## [PROBLEM STATEMENT]
Your task is to show every line in the listing below that includes "stats".

━━━━━━━━━━━━━━━━━━━━

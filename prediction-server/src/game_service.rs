use std::sync::Arc;
use std::time::{Duration, Instant};

use chrono::Utc;
use dashmap::DashMap;
use prediction_core::{AnalyticsEngine, PredictionError, PredictionResult, RandomSource, ScoringEngine};
use prediction_persistence::{GameRunRepository, LeaderboardRepository};
use prediction_types::{
    GameRules, GameRun, GlobalAnalyticsResponse, LeaderboardResponse, Numbers, RoundId,
    RoundOutcome, SaveOutcome, UserAnalyticsResponse, DEFAULT_GAME_TYPE,
};
use sea_orm::DatabaseConnection;
use tracing::{debug, info, warn};
use uuid::Uuid;

pub const DEFAULT_LEADERBOARD_LIMIT: u64 = 10;
pub const MAX_LEADERBOARD_LIMIT: u64 = 100;

/// A drawn round waiting for the player to save it.
#[derive(Debug, Clone)]
struct PendingRound {
    outcome: RoundOutcome,
    /// Set once the run is in the log, so a retried save does not log it twice.
    logged_run: Option<GameRun>,
    created_at: Instant,
}

impl PendingRound {
    fn new(outcome: RoundOutcome) -> Self {
        Self {
            outcome,
            logged_run: None,
            created_at: Instant::now(),
        }
    }

    fn is_expired(&self, ttl: Duration) -> bool {
        self.created_at.elapsed() > ttl
    }
}

pub struct GameService {
    random_source: Arc<dyn RandomSource>,
    leaderboard: LeaderboardRepository,
    game_runs: GameRunRepository,
    pending_rounds: DashMap<RoundId, PendingRound>,
}

impl GameService {
    pub fn new(random_source: Arc<dyn RandomSource>, db: DatabaseConnection) -> Self {
        Self {
            random_source,
            leaderboard: LeaderboardRepository::new(db.clone()),
            game_runs: GameRunRepository::new(db),
            pending_rounds: DashMap::new(),
        }
    }

    fn rules(game_type: Option<&str>) -> PredictionResult<GameRules> {
        Ok(GameRules::for_game_type(game_type.unwrap_or(DEFAULT_GAME_TYPE))?)
    }

    /// Draw numbers for a set of predictions and score them. The round is kept
    /// until it is saved or expires.
    pub async fn play_round(
        &self,
        game_type: Option<&str>,
        predictions: Vec<i32>,
    ) -> PredictionResult<RoundOutcome> {
        let rules = Self::rules(game_type)?;
        let predictions = Numbers::new(predictions, &rules)?;

        let drawn = self
            .random_source
            .fetch_random_numbers(rules.count, rules.min, rules.max)
            .await?;
        let random_numbers = Numbers::new(drawn, &rules).map_err(|e| {
            PredictionError::ExternalService(format!("Random source returned invalid numbers: {e}"))
        })?;

        let outcome = RoundOutcome {
            round_id: Uuid::new_v4(),
            game_type: rules.game_type.clone(),
            score: ScoringEngine::score(&predictions, &random_numbers),
            max_score: rules.max_score(),
            matching_numbers: ScoringEngine::matching_numbers(&predictions, &random_numbers),
            predictions,
            random_numbers,
        };

        info!(
            "Round {} scored {}/{}",
            outcome.round_id, outcome.score, outcome.max_score
        );
        self.pending_rounds
            .insert(outcome.round_id, PendingRound::new(outcome.clone()));
        Ok(outcome)
    }

    /// Log a pending round and record it on the leaderboard.
    ///
    /// On failure the round goes back to the pending store so the player can
    /// retry. A retry after the run was logged reuses that run and its
    /// name and email.
    pub async fn save_round(
        &self,
        round_id: RoundId,
        name: &str,
        email: &str,
    ) -> PredictionResult<SaveOutcome> {
        let (_, mut pending) = self
            .pending_rounds
            .remove(&round_id)
            .ok_or(PredictionError::RoundNotFound(round_id))?;

        match self.record_round(&mut pending, name, email).await {
            Ok(outcome) => Ok(outcome),
            Err(err) => {
                warn!("Saving round {} failed, keeping it pending: {}", round_id, err);
                self.pending_rounds.insert(round_id, pending);
                Err(err)
            }
        }
    }

    async fn record_round(
        &self,
        pending: &mut PendingRound,
        name: &str,
        email: &str,
    ) -> PredictionResult<SaveOutcome> {
        let run = if let Some(run) = pending.logged_run.clone() {
            run
        } else {
            let outcome = &pending.outcome;
            let run = self
                .game_runs
                .append_run(
                    name,
                    email,
                    outcome.predictions.as_slice().to_vec(),
                    outcome.random_numbers.as_slice().to_vec(),
                    &outcome.game_type,
                )
                .await?;
            pending.logged_run = Some(run.clone());
            run
        };

        let upsert = self
            .leaderboard
            .upsert_best(&run.email, &run.game_type, &run.user_name, run.score)
            .await?;

        let rank = match self.leaderboard.rank_of(&run.email, &run.game_type).await {
            Ok(rank) => rank,
            Err(err) => {
                warn!("Failed to compute rank after save: {}", err);
                None
            }
        };

        debug!(
            "Saved run {} for {}: best {}, games {}",
            run.id, upsert.entry.email, upsert.entry.best_score, upsert.entry.total_games_played
        );

        Ok(SaveOutcome {
            run,
            entry: upsert.entry,
            is_new_best: upsert.is_new_best,
            created: upsert.created,
            rank,
        })
    }

    pub async fn leaderboard(
        &self,
        game_type: Option<&str>,
        limit: Option<u64>,
    ) -> PredictionResult<LeaderboardResponse> {
        let rules = Self::rules(game_type)?;
        let limit = limit
            .unwrap_or(DEFAULT_LEADERBOARD_LIMIT)
            .clamp(1, MAX_LEADERBOARD_LIMIT);
        let entries = self.leaderboard.top_n(&rules.game_type, limit).await?;
        Ok(LeaderboardResponse {
            game_type: rules.game_type,
            entries,
        })
    }

    pub async fn global_analytics(
        &self,
        game_type: Option<&str>,
    ) -> PredictionResult<GlobalAnalyticsResponse> {
        let rules = Self::rules(game_type)?;
        let runs = self.game_runs.runs_for_game_type(&rules.game_type).await?;
        let frequencies = AnalyticsEngine::number_frequencies(&runs);

        Ok(GlobalAnalyticsResponse {
            stats: AnalyticsEngine::global_stats(&runs),
            insights: AnalyticsEngine::pattern_insights(&frequencies, &rules),
            frequencies,
            game_type: rules.game_type,
        })
    }

    pub async fn user_analytics(
        &self,
        email: &str,
        game_type: Option<&str>,
    ) -> PredictionResult<UserAnalyticsResponse> {
        let rules = Self::rules(game_type)?;
        let runs = self.game_runs.runs_for_email(email, &rules.game_type).await?;

        Ok(UserAnalyticsResponse {
            stats: AnalyticsEngine::user_stats(&runs, Utc::now()),
            game_type: rules.game_type,
        })
    }

    /// Drop rounds that were never saved. Returns how many were removed.
    pub fn cleanup_expired_rounds(&self, ttl: Duration) -> usize {
        let before = self.pending_rounds.len();
        self.pending_rounds.retain(|_, round| !round.is_expired(ttl));
        let removed = before.saturating_sub(self.pending_rounds.len());
        if removed > 0 {
            info!("Removed {} expired rounds", removed);
        }
        removed
    }

    pub fn pending_rounds_count(&self) -> usize {
        self.pending_rounds.len()
    }
}
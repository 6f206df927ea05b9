pub mod prelude;

pub mod game_runs;
pub mod leaderboard;
use prediction_core::reconciliation::NameSource;
use sea_orm_migration::prelude::*;
use tracing::info;

use crate::reconcile::{drop_guards, reconcile_leaderboard};

/// Merges duplicate leaderboard rows and installs the uniqueness guarantee.
#[derive(DeriveMigrationName)]
pub struct Migration;

#[async_trait::async_trait]
impl MigrationTrait for Migration {
    async fn up(&self, manager: &SchemaManager) -> Result<(), DbErr> {
        let report = reconcile_leaderboard(manager.get_connection(), NameSource::default()).await?;
        info!(
            "Leaderboard reconciled: {} rows scanned, {} deleted, {} emails normalized, {} names re-pointed",
            report.rows_scanned, report.rows_deleted, report.emails_normalized, report.names_repointed
        );
        Ok(())
    }

    /// Removes the guards only. Deleted duplicates are not restored.
    async fn down(&self, manager: &SchemaManager) -> Result<(), DbErr> {
        drop_guards(manager.get_connection()).await
    }
}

━━━━━━━━━━━━━━━━━━━━

## [RESULT OF THE TASK]
            stats: AnalyticsEngine::global_stats(&runs),
            stats: AnalyticsEngine::user_stats(&runs, Utc::now()),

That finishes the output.